All of the data is to be copied without a single change.

[Stored dataset items]
******************************
// CSV/TSV ingestion into RawTable

use std::io::Read;
use std::path::Path;

use bookmatch_recon::RawTable;

use crate::error::IoError;

/// Read a delimited text file into a table. The delimiter is sniffed; the
/// first record becomes the header row.
pub fn read_table(path: &Path) -> Result<RawTable, IoError> {
    let content = read_file_as_utf8(path)?;
    let delimiter = sniff_delimiter(&content);
    table_from_string(&content, delimiter)
}

/// Detect the most likely field delimiter by checking consistency across the
/// first few lines.
///
/// For each candidate (tab, semicolon, comma, pipe), count fields per line.
/// The delimiter that produces the most consistent field count (>1 field)
/// wins.
fn sniff_delimiter(content: &str) -> u8 {
    let candidates: &[u8] = &[b'\t', b';', b',', b'|'];
    let sample_lines: Vec<&str> = content.lines().take(10).collect();

    if sample_lines.is_empty() {
        return b',';
    }

    let mut best = b',';
    let mut best_score = 0u64;

    for &delim in candidates {
        let counts: Vec<usize> = sample_lines
            .iter()
            .map(|line| {
                csv::ReaderBuilder::new()
                    .delimiter(delim)
                    .has_headers(false)
                    .flexible(true)
                    .from_reader(line.as_bytes())
                    .records()
                    .next()
                    .and_then(|r| r.ok())
                    .map(|r| r.len())
                    .unwrap_or(1)
            })
            .collect();

        // Must produce >1 field on the first line to be viable
        if counts.first().copied().unwrap_or(0) <= 1 {
            continue;
        }

        // Score: (number of lines with same field count as line 1) * field_count
        // Higher field count breaks ties — more columns = more likely real delimiter
        let target = counts[0];
        let consistent = counts.iter().filter(|&&c| c == target).count() as u64;
        let score = consistent * target as u64;

        if score > best_score {
            best_score = score;
            best = delim;
        }
    }

    best
}

/// Read file and convert to UTF-8 if needed (handles Windows-1252, Latin-1, etc.)
pub fn read_file_as_utf8(path: &Path) -> Result<String, IoError> {
    let mut file = std::fs::File::open(path)
        .map_err(|e| IoError::Read(format!("{}: {e}", path.display())))?;
    let mut bytes = Vec::new();
    file.read_to_end(&mut bytes)
        .map_err(|e| IoError::Read(format!("{}: {e}", path.display())))?;

    // Try UTF-8 first; on failure, recover the buffer from the error
    match String::from_utf8(bytes) {
        Ok(s) => Ok(s),
        Err(e) => {
            let bytes = e.into_bytes();
            // Fall back to Windows-1252 (common for Excel-exported CSVs)
            let (decoded, _, _) = encoding_rs::WINDOWS_1252.decode(&bytes);
            Ok(decoded.into_owned())
        }
    }
}

fn table_from_string(content: &str, delimiter: u8) -> Result<RawTable, IoError> {
    let mut reader = csv::ReaderBuilder::new()
        .delimiter(delimiter)
        .has_headers(false)
        .flexible(true)
        .from_reader(content.as_bytes());

    let mut records = reader.records();

    let headers: Vec<String> = match records.next() {
        Some(first) => first
            .map_err(|e| IoError::Csv(e.to_string()))?
            .iter()
            .map(|f| f.to_string())
            .collect(),
        None => return Err(IoError::Empty("no header row".into())),
    };

    let mut table = RawTable::new(headers);
    for record in records {
        let record = record.map_err(|e| IoError::Csv(e.to_string()))?;
        table.rows.push(record.iter().map(|f| f.to_string()).collect());
    }

    Ok(table)
}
******************************
Answer below:
// CSV/TSV ingestion into RawTable

use std::io::Read;
use std::path::Path;

use bookmatch_recon::RawTable;

use crate::error::IoError;

/// Read a delimited text file into a table. The delimiter is sniffed; the
/// first record becomes the header row.
pub fn read_table(path: &Path) -> Result<RawTable, IoError> {
    let content = read_file_as_utf8(path)?;
    let delimiter = sniff_delimiter(&content);
    table_from_string(&content, delimiter)
}

/// Detect the most likely field delimiter by checking consistency across the
/// first few lines.
///
/// For each candidate (tab, semicolon, comma, pipe), count fields per line.
/// The delimiter that produces the most consistent field count (>1 field)
/// wins.
fn sniff_delimiter(content: &str) -> u8 {
    let candidates: &[u8] = &[b'\t', b';', b',', b'|'];
    let sample_lines: Vec<&str> = content.lines().take(10).collect();

    if sample_lines.is_empty() {
        return b',';
    }

    let mut best = b',';
    let mut best_score = 0u64;

    for &delim in candidates {
        let counts: Vec<usize> = sample_lines
            .iter()
            .map(|line| {
                csv::ReaderBuilder::new()
                    .delimiter(delim)
                    .has_headers(false)
                    .flexible(true)
                    .from_reader(line.as_bytes())
                    .records()
                    .next()
                    .and_then(|r| r.ok())
                    .map(|r| r.len())
                    .unwrap_or(1)
            })
            .collect();

        // Must produce >1 field on the first line to be viable
        if counts.first().copied().unwrap_or(0) <= 1 {
            continue;
        }

        // Score: (number of lines with same field count as line 1) * field_count
        // Higher field count breaks ties — more columns = more likely real delimiter
        let target = counts[0];
        let consistent = counts.iter().filter(|&&c| c == target).count() as u64;
        let score = consistent * target as u64;

        if score > best_score {
            best_score = score;
            best = delim;
        }
    }

    best
}

/// Read file and convert to UTF-8 if needed (handles Windows-1252, Latin-1, etc.)
pub fn read_file_as_utf8(path: &Path) -> Result<String, IoError> {
    let mut file = std::fs::File::open(path)
        .map_err(|e| IoError::Read(format!("{}: {e}", path.display())))?;
    let mut bytes = Vec::new();
    file.read_to_end(&mut bytes)
        .map_err(|e| IoError::Read(format!("{}: {e}", path.display())))?;

    // Try UTF-8 first; on failure, recover the buffer from the error
    match String::from_utf8(bytes) {
        Ok(s) => Ok(s),
        Err(e) => {
            let bytes = e.into_bytes();
            // Fall back to Windows-1252 (common for Excel-exported CSVs)
            let (decoded, _, _) = encoding_rs::WINDOWS_1252.decode(&bytes);
            Ok(decoded.into_owned())
        }
    }
}

fn table_from_string(content: &str, delimiter: u8) -> Result<RawTable, IoError> {
    let mut reader = csv::ReaderBuilder::new()
        .delimiter(delimiter)
        .has_headers(false)
        .flexible(true)
        .from_reader(content.as_bytes());

    let mut records = reader.records();

    let headers: Vec<String> = match records.next() {
        Some(first) => first
            .map_err(|e| IoError::Csv(e.to_string()))?
            .iter()
            .map(|f| f.to_string())
            .collect(),
        None => return Err(IoError::Empty("no header row".into())),
    };

    let mut table = RawTable::new(headers);
    for record in records {
        let record = record.map_err(|e| IoError::Csv(e.to_string()))?;
        table.rows.push(record.iter().map(|f| f.to_string()).collect());
    }

    Ok(table)
}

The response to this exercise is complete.